■ Exercise directions ■
Scan the material for the word "suspended" and return every matching line.
________
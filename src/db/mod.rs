pub mod models;
pub mod posts;
pub mod users;

use r2d2::Pool;
use r2d2_sqlite::SqliteConnectionManager;
use rusqlite::{params, Connection};
use std::path::Path;

use crate::state::DbPool;

pub const MIGRATIONS: &[(&str, &str)] = &[(
    "001_initial",
    include_str!("../../migrations/001_initial.sql"),
)];

/// Pragmas applied to every pooled connection. `foreign_keys` is a
/// per-connection setting, so it cannot be set once on the pool.
fn configure_connection(conn: &mut Connection) -> Result<(), rusqlite::Error> {
    conn.execute_batch(
        "
        PRAGMA busy_timeout = 5000;
        PRAGMA journal_mode = WAL;
        PRAGMA synchronous = NORMAL;
        PRAGMA foreign_keys = ON;
        ",
    )
}

pub fn create_pool(db_path: &Path) -> anyhow::Result<DbPool> {
    // Make sure the data directory exists
    if let Some(parent) = db_path.parent() {
        std::fs::create_dir_all(parent)?;
    }

    let manager = SqliteConnectionManager::file(db_path).with_init(configure_connection);
    let pool = Pool::builder().max_size(8).build(manager)?;

    Ok(pool)
}

/// Single-connection in-memory pool. Every in-memory connection is its own
/// database, so the pool must never grow past one.
pub fn create_memory_pool() -> anyhow::Result<DbPool> {
    let manager = SqliteConnectionManager::memory().with_init(configure_connection);
    let pool = Pool::builder().max_size(1).build(manager)?;
    Ok(pool)
}

pub fn run_migrations(pool: &DbPool) -> anyhow::Result<()> {
    let conn = pool.get()?;

    // Track which migrations have run
    conn.execute_batch(
        "CREATE TABLE IF NOT EXISTS schema_version (
            name TEXT PRIMARY KEY,
            applied_at TEXT NOT NULL DEFAULT (datetime('now'))
        );",
    )?;

    for (name, sql) in MIGRATIONS {
        let already_applied: bool = conn.query_row(
            "SELECT COUNT(*) > 0 FROM schema_version WHERE name = ?1",
            params![name],
            |row| row.get(0),
        )?;

        // Skip migrations that already ran
        if !already_applied {
            tracing::info!("Applying migration: {}", name);
            conn.execute_batch(sql)?;
            conn.execute(
                "INSERT INTO schema_version (name) VALUES (?1)",
                params![name],
            )?;
        }
    }

    tracing::info!("Database migrations complete");
    Ok(())
}

/// Kind of constraint a failed statement tripped over.
#[derive(Debug, Clone, Copy, PartialEq, Eq)]
pub enum ConstraintViolation {
    Unique,
    ForeignKey,
    Other,
}

pub fn constraint_violation(err: &rusqlite::Error) -> Option<ConstraintViolation> {
    match err {
        rusqlite::Error::SqliteFailure(e, _)
            if e.code == rusqlite::ErrorCode::ConstraintViolation =>
        {
            Some(match e.extended_code {
                rusqlite::ffi::SQLITE_CONSTRAINT_UNIQUE
                | rusqlite::ffi::SQLITE_CONSTRAINT_PRIMARYKEY => ConstraintViolation::Unique,
                rusqlite::ffi::SQLITE_CONSTRAINT_FOREIGNKEY => ConstraintViolation::ForeignKey,
                _ => ConstraintViolation::Other,
            })
        }
        _ => None,
    }
}

#[cfg(test)]
mod tests {
    use super::*;

    fn test_pool() -> DbPool {
        create_memory_pool().unwrap()
    }

    #[test]
    fn create_pool_creates_db_file() {
        let tmp = tempfile::tempdir().unwrap();
        let db_path = tmp.path().join("sub/dir/test.db");
        let pool = create_pool(&db_path).unwrap();
        assert!(db_path.exists());

        let conn = pool.get().unwrap();
        // WAL mode is set by the connection init hook
        let mode: String = conn
            .query_row("PRAGMA journal_mode", [], |row| row.get(0))
            .unwrap();
        assert_eq!(mode, "wal");
    }

    #[test]
    fn every_pooled_connection_enforces_foreign_keys() {
        let tmp = tempfile::tempdir().unwrap();
        let pool = create_pool(&tmp.path().join("fk.db")).unwrap();

        let first = pool.get().unwrap();
        let second = pool.get().unwrap();
        for conn in [&first, &second] {
            let enabled: bool = conn
                .query_row("PRAGMA foreign_keys", [], |row| row.get(0))
                .unwrap();
            assert!(enabled);
        }
    }

    #[test]
    fn migrations_run_successfully() {
        let pool = test_pool();
        run_migrations(&pool).unwrap();

        let conn = pool.get().unwrap();
        let count: i64 = conn
            .query_row("SELECT COUNT(*) FROM schema_version", [], |row| row.get(0))
            .unwrap();
        assert_eq!(count, MIGRATIONS.len() as i64);

        // Verify key tables exist
        let tables: Vec<String> = {
            let mut stmt = conn
                .prepare("SELECT name FROM sqlite_master WHERE type='table' ORDER BY name")
                .unwrap();
            stmt.query_map([], |row| row.get(0))
                .unwrap()
                .filter_map(|r| r.ok())
                .collect()
        };
        for table in ["users", "posts", "conversations", "messages", "opportunities"] {
            assert!(tables.contains(&table.to_string()), "missing {table}");
        }
    }

    #[test]
    fn migrations_are_idempotent() {
        let pool = test_pool();
        run_migrations(&pool).unwrap();
        run_migrations(&pool).unwrap();

        let conn = pool.get().unwrap();
        let count: i64 = conn
            .query_row("SELECT COUNT(*) FROM schema_version", [], |row| row.get(0))
            .unwrap();
        assert_eq!(count, MIGRATIONS.len() as i64);
    }

    #[test]
    fn post_status_defaults_to_pending() {
        let pool = test_pool();
        run_migrations(&pool).unwrap();

        let conn = pool.get().unwrap();
        conn.execute(
            "INSERT INTO users (full_name, email, password_hash, user_type) VALUES ('A', 'a@x.com', 'h', 'Athlete')",
            [],
        )
        .unwrap();
        conn.execute(
            "INSERT INTO posts (author_id, content) VALUES (1, 'hi')",
            [],
        )
        .unwrap();

        let status: String = conn
            .query_row("SELECT status FROM posts WHERE id = 1", [], |row| row.get(0))
            .unwrap();
        assert_eq!(status, "pending");
    }

    #[test]
    fn foreign_key_violation_is_classified() {
        let pool = test_pool();
        run_migrations(&pool).unwrap();

        let conn = pool.get().unwrap();
        // No user 999, so the insert trips the posts.author_id foreign key
        let err = conn
            .execute(
                "INSERT INTO posts (author_id, content) VALUES (?1, ?2)",
                params![999, "orphan"],
            )
            .unwrap_err();
        assert_eq!(
            constraint_violation(&err),
            Some(ConstraintViolation::ForeignKey)
        );
    }

    #[test]
    fn unique_violation_is_classified() {
        let pool = test_pool();
        run_migrations(&pool).unwrap();

        let conn = pool.get().unwrap();
        let insert = "INSERT INTO users (full_name, email, password_hash, user_type) VALUES ('A', 'dup@x.com', 'h', 'Athlete')";
        conn.execute(insert, []).unwrap();
        let err = conn.execute(insert, []).unwrap_err();
        assert_eq!(constraint_violation(&err), Some(ConstraintViolation::Unique));
    }
}
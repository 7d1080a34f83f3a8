use rusqlite::{params, OptionalExtension, Row};

use crate::db::models::{User, UserSummary};
use crate::db::{constraint_violation, ConstraintViolation};
use crate::error::{AppError, AppResult};
use crate::state::DbPool;

/// Columns for a registration. The password must already be hashed.
#[derive(Debug, Clone)]
pub struct NewUser<'a> {
    pub full_name: &'a str,
    pub email: &'a str,
    pub password_hash: &'a str,
    pub user_type: &'a str,
    pub sport: Option<&'a str>,
    pub location: Option<&'a str>,
    pub is_admin: bool,
}

const USER_COLUMNS: &str = "id, full_name, email, user_type, sport, location, bio, \
                            profile_photo, is_admin, suspended, created_at";

fn user_from_row(row: &Row<'_>) -> rusqlite::Result<User> {
    Ok(User {
        id: row.get(0)?,
        full_name: row.get(1)?,
        email: row.get(2)?,
        user_type: row.get(3)?,
        sport: row.get(4)?,
        location: row.get(5)?,
        bio: row.get(6)?,
        profile_photo: row.get(7)?,
        is_admin: row.get(8)?,
        suspended: row.get(9)?,
        created_at: row.get(10)?,
    })
}

/// Insert a user and return the new id. A taken email is a `Conflict`.
pub fn insert(pool: &DbPool, user: &NewUser<'_>) -> AppResult<i64> {
    let conn = pool.get()?;

    let result = conn.execute(
        "INSERT INTO users (full_name, email, password_hash, user_type, sport, location, is_admin)
         VALUES (?1, ?2, ?3, ?4, ?5, ?6, ?7)",
        params![
            user.full_name,
            user.email,
            user.password_hash,
            user.user_type,
            user.sport,
            user.location,
            user.is_admin,
        ],
    );

    match result {
        Ok(_) => Ok(conn.last_insert_rowid()),
        Err(e) if constraint_violation(&e) == Some(ConstraintViolation::Unique) => {
            Err(AppError::Conflict("Email already registered".into()))
        }
        Err(e) => Err(e.into()),
    }
}

/// Look a user up by email, returning the record and its password hash.
pub fn find_credentials(pool: &DbPool, email: &str) -> AppResult<Option<(User, String)>> {
    let conn = pool.get()?;

    let found = conn
        .query_row(
            &format!("SELECT {USER_COLUMNS}, password_hash FROM users WHERE email = ?1"),
            params![email],
            |row| Ok((user_from_row(row)?, row.get::<_, String>(11)?)),
        )
        .optional()?;

    Ok(found)
}

/// All users, newest first, without secrets.
pub fn list(pool: &DbPool) -> AppResult<Vec<UserSummary>> {
    let conn = pool.get()?;

    let mut stmt = conn.prepare(
        "SELECT id, full_name, email, user_type, sport, location, created_at, suspended
         FROM users
         ORDER BY created_at DESC, id DESC",
    )?;

    let users = stmt
        .query_map([], |row| {
            Ok(UserSummary {
                id: row.get(0)?,
                full_name: row.get(1)?,
                email: row.get(2)?,
                user_type: row.get(3)?,
                sport: row.get(4)?,
                location: row.get(5)?,
                created_at: row.get(6)?,
                suspended: row.get(7)?,
            })
        })?
        .collect::<Result<Vec<_>, _>>()?;

    Ok(users)
}

/// Remove a user. Posts, conversations and messages go with it through the
/// schema's cascades.
pub fn delete(pool: &DbPool, id: i64) -> AppResult<()> {
    let conn = pool.get()?;
    conn.execute("DELETE FROM users WHERE id = ?1", params![id])?;
    Ok(())
}

/// Set the suspended flag. There is no way back.
pub fn suspend(pool: &DbPool, id: i64) -> AppResult<()> {
    let conn = pool.get()?;
    conn.execute("UPDATE users SET suspended = 1 WHERE id = ?1", params![id])?;
    Ok(())
}

pub fn count(pool: &DbPool) -> AppResult<i64> {
    let conn = pool.get()?;
    let count: i64 = conn.query_row("SELECT COUNT(*) FROM users", [], |row| row.get(0))?;
    Ok(count)
}

/// Make sure the configured admin account exists and carries the admin flag.
/// An existing account keeps its password.
pub fn ensure_admin(
    pool: &DbPool,
    full_name: &str,
    email: &str,
    password_hash: &str,
) -> AppResult<i64> {
    let conn = pool.get()?;

    conn.execute(
        "INSERT INTO users (full_name, email, password_hash, user_type, is_admin)
         VALUES (?1, ?2, ?3, 'Admin', 1)
         ON CONFLICT(email) DO UPDATE SET is_admin = 1",
        params![full_name, email, password_hash],
    )?;

    let id: i64 = conn.query_row(
        "SELECT id FROM users WHERE email = ?1",
        params![email],
        |row| row.get(0),
    )?;

    Ok(id)
}
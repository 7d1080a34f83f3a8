use r2d2::Pool;
use r2d2_sqlite::SqliteConnectionManager;

use crate::config::Config;

pub type DbPool = Pool<SqliteConnectionManager>;

/// Everything a request handler may touch. Passed explicitly through axum's
/// `State` extractor.
#[derive(Clone)]
pub struct AppState {
    pub db: DbPool,
    pub config: Config,
}

impl AppState {
    pub fn new(db: DbPool, config: Config) -> Self {
        Self { db, config }
    }

    pub fn bcrypt_cost(&self) -> u32 {
        self.config.auth.bcrypt_cost
    }
}
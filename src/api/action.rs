use std::fmt;
use std::str::FromStr;

/// The fixed set of operations selected by the `action` query parameter.
#[derive(Debug, Clone, Copy, PartialEq, Eq, Hash)]
pub enum Action {
    Register,
    Login,
    CreatePost,
    GetPosts,
    GetPendingPosts,
    ApprovePost,
    DeletePost,
    GetUsers,
    DeleteUser,
    SuspendUser,
}

impl Action {
    pub const ALL: [Action; 10] = [
        Action::Register,
        Action::Login,
        Action::CreatePost,
        Action::GetPosts,
        Action::GetPendingPosts,
        Action::ApprovePost,
        Action::DeletePost,
        Action::GetUsers,
        Action::DeleteUser,
        Action::SuspendUser,
    ];

    pub fn as_str(&self) -> &'static str {
        match self {
            Action::Register => "register",
            Action::Login => "login",
            Action::CreatePost => "create_post",
            Action::GetPosts => "get_posts",
            Action::GetPendingPosts => "get_pending_posts",
            Action::ApprovePost => "approve_post",
            Action::DeletePost => "delete_post",
            Action::GetUsers => "get_users",
            Action::DeleteUser => "delete_user",
            Action::SuspendUser => "suspend_user",
        }
    }

    /// Actions that take a JSON body and must arrive as POST.
    pub fn takes_body(&self) -> bool {
        !matches!(
            self,
            Action::GetPosts | Action::GetPendingPosts | Action::GetUsers
        )
    }
}

impl fmt::Display for Action {
    fn fmt(&self, f: &mut fmt::Formatter<'_>) -> fmt::Result {
        f.write_str(self.as_str())
    }
}

#[derive(Debug, Clone, PartialEq, Eq)]
pub struct UnknownAction(pub String);

impl FromStr for Action {
    type Err = UnknownAction;

    fn from_str(s: &str) -> Result<Self, Self::Err> {
        Action::ALL
            .iter()
            .copied()
            .find(|action| action.as_str() == s)
            .ok_or_else(|| UnknownAction(s.to_string()))
    }
}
________
■ Written response ■
                            profile_photo, is_admin, suspended, created_at";
        suspended: row.get(9)?,
        "SELECT id, full_name, email, user_type, sport, location, created_at, suspended
                suspended: row.get(7)?,
/// Set the suspended flag. There is no way back.
    conn.execute("UPDATE users SET suspended = 1 WHERE id = ?1", params![id])?;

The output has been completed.